> [RECORDS FOR THIS EXERCISE]:
^^^^^^^^^^^^^^^^
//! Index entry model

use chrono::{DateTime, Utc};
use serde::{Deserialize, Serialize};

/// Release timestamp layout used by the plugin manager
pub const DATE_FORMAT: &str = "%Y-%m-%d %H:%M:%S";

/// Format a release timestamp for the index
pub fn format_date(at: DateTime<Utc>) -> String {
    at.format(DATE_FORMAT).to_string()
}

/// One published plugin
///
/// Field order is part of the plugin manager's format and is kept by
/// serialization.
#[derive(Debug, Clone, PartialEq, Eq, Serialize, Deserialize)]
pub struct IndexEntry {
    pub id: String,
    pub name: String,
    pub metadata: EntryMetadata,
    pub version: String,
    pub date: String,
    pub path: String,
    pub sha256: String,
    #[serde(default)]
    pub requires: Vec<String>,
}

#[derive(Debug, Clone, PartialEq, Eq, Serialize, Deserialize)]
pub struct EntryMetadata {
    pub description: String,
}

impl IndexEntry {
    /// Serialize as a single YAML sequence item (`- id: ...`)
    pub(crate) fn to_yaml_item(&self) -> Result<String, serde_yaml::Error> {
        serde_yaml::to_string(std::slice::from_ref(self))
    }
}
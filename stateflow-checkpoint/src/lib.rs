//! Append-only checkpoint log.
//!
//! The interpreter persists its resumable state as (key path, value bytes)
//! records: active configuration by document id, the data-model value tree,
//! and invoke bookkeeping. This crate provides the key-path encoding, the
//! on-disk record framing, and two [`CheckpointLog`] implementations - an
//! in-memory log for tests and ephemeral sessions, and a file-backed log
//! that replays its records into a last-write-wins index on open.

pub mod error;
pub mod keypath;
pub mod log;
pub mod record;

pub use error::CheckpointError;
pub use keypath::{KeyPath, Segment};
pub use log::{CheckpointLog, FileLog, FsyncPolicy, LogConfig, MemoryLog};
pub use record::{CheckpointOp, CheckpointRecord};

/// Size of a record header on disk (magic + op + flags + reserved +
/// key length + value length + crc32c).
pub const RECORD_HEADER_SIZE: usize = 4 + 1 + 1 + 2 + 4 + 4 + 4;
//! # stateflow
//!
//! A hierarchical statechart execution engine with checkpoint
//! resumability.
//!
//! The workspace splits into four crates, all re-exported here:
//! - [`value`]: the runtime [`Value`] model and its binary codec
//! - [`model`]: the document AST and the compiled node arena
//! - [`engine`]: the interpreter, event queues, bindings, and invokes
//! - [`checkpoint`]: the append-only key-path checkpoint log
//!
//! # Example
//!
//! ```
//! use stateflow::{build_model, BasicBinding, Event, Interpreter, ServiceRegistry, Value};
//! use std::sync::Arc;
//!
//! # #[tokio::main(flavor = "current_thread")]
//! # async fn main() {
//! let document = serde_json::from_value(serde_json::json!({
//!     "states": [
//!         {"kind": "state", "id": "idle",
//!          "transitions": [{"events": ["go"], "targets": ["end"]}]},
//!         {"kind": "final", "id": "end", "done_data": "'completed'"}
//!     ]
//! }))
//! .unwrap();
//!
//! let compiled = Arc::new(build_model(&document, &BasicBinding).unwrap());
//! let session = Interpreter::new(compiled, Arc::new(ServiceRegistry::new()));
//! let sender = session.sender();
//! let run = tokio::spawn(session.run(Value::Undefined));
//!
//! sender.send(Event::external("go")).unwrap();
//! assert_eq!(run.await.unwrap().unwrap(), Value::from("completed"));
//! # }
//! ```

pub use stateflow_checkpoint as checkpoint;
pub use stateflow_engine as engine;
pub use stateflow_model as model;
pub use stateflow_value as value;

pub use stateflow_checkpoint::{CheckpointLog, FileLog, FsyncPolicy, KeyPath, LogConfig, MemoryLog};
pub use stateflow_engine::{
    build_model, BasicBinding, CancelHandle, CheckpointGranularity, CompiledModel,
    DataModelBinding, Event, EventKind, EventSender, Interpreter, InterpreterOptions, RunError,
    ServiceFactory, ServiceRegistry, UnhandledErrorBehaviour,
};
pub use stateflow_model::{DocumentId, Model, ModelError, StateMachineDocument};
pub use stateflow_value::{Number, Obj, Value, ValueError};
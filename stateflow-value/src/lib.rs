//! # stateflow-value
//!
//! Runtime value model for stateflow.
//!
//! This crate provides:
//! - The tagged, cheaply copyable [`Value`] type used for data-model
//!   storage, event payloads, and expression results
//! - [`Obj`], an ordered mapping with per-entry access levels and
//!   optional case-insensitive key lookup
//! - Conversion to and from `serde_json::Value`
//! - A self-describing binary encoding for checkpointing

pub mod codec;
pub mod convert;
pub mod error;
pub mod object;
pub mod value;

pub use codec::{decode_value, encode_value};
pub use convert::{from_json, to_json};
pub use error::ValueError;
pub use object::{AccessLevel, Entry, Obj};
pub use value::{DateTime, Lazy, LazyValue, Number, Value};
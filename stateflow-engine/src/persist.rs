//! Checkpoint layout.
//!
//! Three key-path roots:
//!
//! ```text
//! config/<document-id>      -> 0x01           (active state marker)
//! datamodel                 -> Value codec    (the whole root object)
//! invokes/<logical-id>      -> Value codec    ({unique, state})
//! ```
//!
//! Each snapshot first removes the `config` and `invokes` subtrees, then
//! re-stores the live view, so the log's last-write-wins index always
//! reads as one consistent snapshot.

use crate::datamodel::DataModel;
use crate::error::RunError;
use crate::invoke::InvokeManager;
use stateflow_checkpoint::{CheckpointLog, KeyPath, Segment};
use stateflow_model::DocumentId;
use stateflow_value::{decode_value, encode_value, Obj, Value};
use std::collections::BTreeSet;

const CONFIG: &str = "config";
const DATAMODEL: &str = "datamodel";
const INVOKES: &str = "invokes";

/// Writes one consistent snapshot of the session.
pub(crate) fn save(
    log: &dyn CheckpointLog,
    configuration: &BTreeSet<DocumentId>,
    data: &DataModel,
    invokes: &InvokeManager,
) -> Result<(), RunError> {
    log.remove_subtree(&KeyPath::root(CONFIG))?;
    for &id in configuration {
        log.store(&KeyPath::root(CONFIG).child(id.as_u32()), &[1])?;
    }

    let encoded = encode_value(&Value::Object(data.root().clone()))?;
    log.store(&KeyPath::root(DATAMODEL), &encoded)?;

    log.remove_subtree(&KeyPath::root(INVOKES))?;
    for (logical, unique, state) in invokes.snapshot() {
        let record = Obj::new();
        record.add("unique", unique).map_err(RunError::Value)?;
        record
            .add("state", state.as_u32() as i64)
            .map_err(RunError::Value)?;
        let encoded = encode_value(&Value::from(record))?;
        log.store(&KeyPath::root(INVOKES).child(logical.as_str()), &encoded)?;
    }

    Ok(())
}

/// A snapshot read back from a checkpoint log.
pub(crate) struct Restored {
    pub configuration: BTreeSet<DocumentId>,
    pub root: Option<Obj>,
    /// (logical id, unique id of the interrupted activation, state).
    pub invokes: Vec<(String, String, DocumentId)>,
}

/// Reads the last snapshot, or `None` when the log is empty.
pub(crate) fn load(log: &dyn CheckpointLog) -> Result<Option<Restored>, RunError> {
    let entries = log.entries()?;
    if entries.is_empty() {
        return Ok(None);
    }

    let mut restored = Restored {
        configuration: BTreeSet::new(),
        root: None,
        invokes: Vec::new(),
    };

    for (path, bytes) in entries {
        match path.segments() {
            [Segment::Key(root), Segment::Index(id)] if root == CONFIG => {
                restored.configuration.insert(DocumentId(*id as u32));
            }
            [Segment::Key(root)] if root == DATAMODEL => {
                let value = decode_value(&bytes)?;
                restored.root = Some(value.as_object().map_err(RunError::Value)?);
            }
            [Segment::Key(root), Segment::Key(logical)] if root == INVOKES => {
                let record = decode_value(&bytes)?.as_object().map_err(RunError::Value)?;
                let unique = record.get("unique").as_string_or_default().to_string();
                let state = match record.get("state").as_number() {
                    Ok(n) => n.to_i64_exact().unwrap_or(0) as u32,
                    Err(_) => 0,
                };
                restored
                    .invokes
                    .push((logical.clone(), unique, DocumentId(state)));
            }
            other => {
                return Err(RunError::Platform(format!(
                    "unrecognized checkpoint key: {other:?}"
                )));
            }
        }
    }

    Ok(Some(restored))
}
^^^^^^^^^^^^^^^^
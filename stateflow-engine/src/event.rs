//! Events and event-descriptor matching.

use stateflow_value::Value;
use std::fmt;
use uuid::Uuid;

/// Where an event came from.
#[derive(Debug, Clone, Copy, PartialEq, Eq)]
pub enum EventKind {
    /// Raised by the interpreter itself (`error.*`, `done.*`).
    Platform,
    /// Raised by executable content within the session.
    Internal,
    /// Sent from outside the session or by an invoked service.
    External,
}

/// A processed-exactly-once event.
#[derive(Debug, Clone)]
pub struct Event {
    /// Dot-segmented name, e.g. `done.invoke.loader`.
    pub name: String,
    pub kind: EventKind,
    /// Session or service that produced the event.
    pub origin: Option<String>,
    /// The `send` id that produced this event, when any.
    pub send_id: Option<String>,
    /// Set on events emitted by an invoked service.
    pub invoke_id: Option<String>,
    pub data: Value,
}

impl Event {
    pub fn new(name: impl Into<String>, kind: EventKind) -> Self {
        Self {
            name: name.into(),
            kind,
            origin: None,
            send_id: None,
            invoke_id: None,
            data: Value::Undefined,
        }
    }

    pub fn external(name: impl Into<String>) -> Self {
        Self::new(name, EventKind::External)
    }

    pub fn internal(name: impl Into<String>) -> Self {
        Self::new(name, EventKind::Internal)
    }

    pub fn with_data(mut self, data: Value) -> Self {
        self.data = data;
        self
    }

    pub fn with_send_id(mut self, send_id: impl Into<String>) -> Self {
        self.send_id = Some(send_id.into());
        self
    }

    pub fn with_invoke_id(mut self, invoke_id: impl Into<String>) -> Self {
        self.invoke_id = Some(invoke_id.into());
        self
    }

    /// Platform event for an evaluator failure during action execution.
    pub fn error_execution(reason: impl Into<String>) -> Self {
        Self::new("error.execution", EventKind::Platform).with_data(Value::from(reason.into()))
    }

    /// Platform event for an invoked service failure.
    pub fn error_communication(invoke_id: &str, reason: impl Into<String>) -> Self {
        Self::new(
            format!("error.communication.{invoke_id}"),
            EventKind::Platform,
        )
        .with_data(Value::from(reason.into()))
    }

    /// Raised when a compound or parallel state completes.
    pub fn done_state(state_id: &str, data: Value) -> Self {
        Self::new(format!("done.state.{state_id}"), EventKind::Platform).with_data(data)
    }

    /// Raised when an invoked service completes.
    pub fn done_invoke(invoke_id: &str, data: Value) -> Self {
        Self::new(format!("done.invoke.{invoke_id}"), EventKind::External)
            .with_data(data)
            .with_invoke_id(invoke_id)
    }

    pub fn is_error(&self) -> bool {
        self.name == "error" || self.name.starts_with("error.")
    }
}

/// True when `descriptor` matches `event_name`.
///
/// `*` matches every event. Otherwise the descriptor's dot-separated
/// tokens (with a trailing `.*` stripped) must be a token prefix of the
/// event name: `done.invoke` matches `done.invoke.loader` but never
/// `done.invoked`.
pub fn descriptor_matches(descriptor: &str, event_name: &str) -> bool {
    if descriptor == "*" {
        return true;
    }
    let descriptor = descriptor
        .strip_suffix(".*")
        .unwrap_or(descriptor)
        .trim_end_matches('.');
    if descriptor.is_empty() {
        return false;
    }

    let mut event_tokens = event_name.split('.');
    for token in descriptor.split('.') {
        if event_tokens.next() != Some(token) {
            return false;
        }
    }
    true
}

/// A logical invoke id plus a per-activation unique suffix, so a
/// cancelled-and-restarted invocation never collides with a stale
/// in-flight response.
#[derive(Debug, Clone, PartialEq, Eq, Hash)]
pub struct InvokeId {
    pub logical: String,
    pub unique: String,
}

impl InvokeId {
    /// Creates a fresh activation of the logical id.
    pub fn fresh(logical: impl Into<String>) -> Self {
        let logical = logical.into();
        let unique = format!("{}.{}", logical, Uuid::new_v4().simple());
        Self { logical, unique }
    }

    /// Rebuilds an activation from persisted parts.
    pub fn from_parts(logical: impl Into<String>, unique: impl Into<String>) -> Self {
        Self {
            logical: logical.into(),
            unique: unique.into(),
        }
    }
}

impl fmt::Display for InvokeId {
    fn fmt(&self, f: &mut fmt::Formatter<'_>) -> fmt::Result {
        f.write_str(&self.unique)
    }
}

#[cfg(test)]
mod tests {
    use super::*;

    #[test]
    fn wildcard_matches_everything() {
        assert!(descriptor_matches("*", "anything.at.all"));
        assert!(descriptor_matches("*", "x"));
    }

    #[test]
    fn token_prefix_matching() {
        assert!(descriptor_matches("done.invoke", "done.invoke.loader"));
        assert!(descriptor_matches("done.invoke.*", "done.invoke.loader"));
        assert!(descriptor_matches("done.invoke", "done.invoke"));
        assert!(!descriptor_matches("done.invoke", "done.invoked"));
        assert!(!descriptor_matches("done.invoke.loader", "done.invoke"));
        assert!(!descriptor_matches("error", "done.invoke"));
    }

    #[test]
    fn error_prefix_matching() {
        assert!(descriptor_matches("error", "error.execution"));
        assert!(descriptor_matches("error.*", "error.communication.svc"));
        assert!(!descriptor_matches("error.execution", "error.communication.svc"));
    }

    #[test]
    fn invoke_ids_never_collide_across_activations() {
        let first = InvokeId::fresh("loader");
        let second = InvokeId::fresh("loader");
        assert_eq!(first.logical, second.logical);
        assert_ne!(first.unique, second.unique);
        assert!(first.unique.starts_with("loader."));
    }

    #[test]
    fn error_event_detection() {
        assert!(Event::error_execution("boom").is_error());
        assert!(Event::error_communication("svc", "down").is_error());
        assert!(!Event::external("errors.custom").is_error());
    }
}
^^^^^^^^^^^^^^^^
> [EXERCISE]:
Scan the material above for the word "CheckpointLog", and copy every line in which it is found.

> [PROBLEM SOLUTION]:
//! on-disk record framing, and two [`CheckpointLog`] implementations - an
pub use log::{CheckpointLog, FileLog, FsyncPolicy, LogConfig, MemoryLog};
pub use stateflow_checkpoint::{CheckpointLog, FileLog, FsyncPolicy, KeyPath, LogConfig, MemoryLog};
use stateflow_checkpoint::{CheckpointLog, KeyPath, Segment};
    log: &dyn CheckpointLog,
pub(crate) fn load(log: &dyn CheckpointLog) -> Result<Option<Restored>, RunError> {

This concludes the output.